Joining the list were Bangladesh and two African states, Equatorial Guinea and Sierra Leone. Three Latin American states, Venezuela, its neighbor Guyana and Ecuador were also added, reflecting growing concern about sexual exploitation and forced labor in that region.
Of the ten third-tier states, Burma, North Korea and Cuba already face U.S. sanctions. Penalties could be leveled against the others if they do not demonstrably improve their records by October.
Most countries were placed in a middle category, or second tier, with a mixed performance. But the new report places several of them on a so-called "watch list" for countries not in compliance with Congressional standards and which could be downgraded.

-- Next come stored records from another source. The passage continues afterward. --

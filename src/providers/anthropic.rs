use crate::{
    error::Result,
    models::{split_system, ChatMessage, GenerationOptions, ModelDescriptor, ProviderDescriptor},
    providers::{
        http::{non_empty_text, rate_limit_hint, require_api_key, send_json, ApiErrorBody},
        traits::ProviderClient,
        ProviderKind,
    },
};
use async_trait::async_trait;
use reqwest::Client;
use serde_json::{json, Map, Value};

pub const BASE_URL: &str = "https://api.anthropic.com/v1";
pub const API_VERSION: &str = "2023-06-01";
pub const DEFAULT_MODEL: &str = "claude-3-5-haiku-latest";

pub struct AnthropicClient {
    client: Client,
    descriptor: ProviderDescriptor,
    api_version: String,
}

impl Default for AnthropicClient {
    fn default() -> Self {
        Self::new()
    }
}

impl AnthropicClient {
    pub fn new() -> Self {
        let kind = ProviderKind::Anthropic;
        Self {
            client: Client::new(),
            descriptor: ProviderDescriptor::new(
                kind.id(),
                kind.display_name(),
                BASE_URL,
                false,
            ),
            api_version: API_VERSION.to_string(),
        }
    }

    pub fn with_base_url(mut self, base_url: impl Into<String>) -> Self {
        let base_url: String = base_url.into();
        self.descriptor.endpoint_base_url = base_url.trim_end_matches('/').to_string();
        self
    }

    pub fn with_api_version(mut self, api_version: impl Into<String>) -> Self {
        self.api_version = api_version.into();
        self
    }

    /// Anthropic has no in-band system role: system text goes to the
    /// top-level `system` field and only user/assistant turns stay in
    /// `messages`.
    pub fn build_payload(
        model: &str,
        messages: &[ChatMessage],
        options: &GenerationOptions,
    ) -> Value {
        let (system, turns) = split_system(messages);

        let mut payload = Map::new();
        payload.insert("model".into(), json!(model));
        payload.insert("max_tokens".into(), json!(options.max_tokens));
        payload.insert("temperature".into(), json!(options.temperature));
        payload.insert(
            "messages".into(),
            Value::Array(
                turns
                    .iter()
                    .map(|m| json!({"role": m.role.as_str(), "content": m.content}))
                    .collect(),
            ),
        );
        if let Some(system) = system {
            payload.insert("system".into(), json!(system));
        }

        Value::Object(payload)
    }

    pub fn supported_models() -> Vec<ModelDescriptor> {
        [
            ("claude-3-5-haiku-latest", "Claude 3.5 Haiku"),
            ("claude-3-5-sonnet-latest", "Claude 3.5 Sonnet"),
            ("claude-3-7-sonnet-latest", "Claude 3.7 Sonnet"),
            ("claude-sonnet-4-0", "Claude Sonnet 4"),
        ]
        .into_iter()
        .map(|(id, name)| ModelDescriptor::new(id, name, "anthropic").with_context_length(200_000))
        .collect()
    }
}

fn remediation_hint(status: u16, error: &ApiErrorBody) -> Option<String> {
    if status == 429 || error.kind_is("rate_limit_error") {
        return Some(rate_limit_hint(
            "Anthropic",
            "https://console.anthropic.com/settings/limits",
        ));
    }
    if error.message_contains("credit") || error.message_contains("balance") {
        return Some(
            "Your Anthropic credit balance is too low. Buy credits at https://console.anthropic.com/settings/billing"
                .to_string(),
        );
    }
    if status == 401 || error.kind_is("authentication_error") || error.message_contains("API key") {
        return Some(
            "Check your Anthropic API key at https://console.anthropic.com/settings/keys"
                .to_string(),
        );
    }
    if status == 529 || error.kind_is("overloaded_error") {
        return Some("Anthropic is temporarily overloaded. Try again in a minute".to_string());
    }
    None
}

#[async_trait]
impl ProviderClient for AnthropicClient {
    fn descriptor(&self) -> &ProviderDescriptor {
        &self.descriptor
    }

    fn default_model(&self) -> &str {
        DEFAULT_MODEL
    }

    async fn list_models(&self, _api_key: Option<&str>) -> Vec<ModelDescriptor> {
        Self::supported_models()
    }

    async fn generate_content(
        &self,
        api_key: &str,
        model: &str,
        messages: &[ChatMessage],
        options: Option<&GenerationOptions>,
    ) -> Result<String> {
        let display_name = self.descriptor.display_name.as_str();
        let key = require_api_key(api_key, display_name)?;
        let options = options.copied().unwrap_or_default();
        let payload = Self::build_payload(model, messages, &options);

        log::info!("Invoking Anthropic model: {}", model);
        log::debug!("Anthropic request payload: {}", payload);

        let request = self
            .client
            .post(format!("{}/messages", self.descriptor.endpoint_base_url))
            .header("x-api-key", key)
            .header("anthropic-version", self.api_version.as_str())
            .json(&payload);

        let response = send_json(request, display_name, remediation_hint).await?;

        non_empty_text(response["content"][0]["text"].as_str(), display_name)
    }
}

Countries on the "watch list" include India, Russia, Mexico, Nigeria and U.S. allies Turkey, Greece and Japan. The head of the Bush administration's interagency task force on human trafficking, former Congressman John Miller, said Japan's efforts have not been commensurate with the problem thus far, though there are signs of progress:
"We believe that there has been a tremendous gap in Japan, which has a huge problem with slavery, particularly sex slavery, between the size of the problem and the resources and efforts devoted to adressing the problem," he said. "That being said, in the last month or two, the government of Japan at the direction of the Prime Minister, has started to take an enormous number of steps that we hope will lead to more prosecutions, more investigations, more convictions, more pursuit of organized crime figures, and more help for victims."
Mr. Miller said human trafficking is a "story of evil, but also hope" and said many countries have taken commendable steps over the past year to stop slavery.
He said they include Panama, which requires hotels and travel agencies to warn visitors about tough new laws on sex tourism, and Indonesia which has used its embassies in the region to shelter trafficking victims.
The report names several individual "heroes" in the fight against trafficking, three of whom appeared at Monday's news conference.
They are Swiss businessman Pierre Tami, who runs victim-assistance programs in Cambodia; Colombia's Ambassador to Japan Francisco Sierra whose embassy has aided Colombians trafficked to Asia; and Ghanaian tribal chief Togbega Hadjor, who has rescued children pressed into force labor in Ghana's Lake Volta region.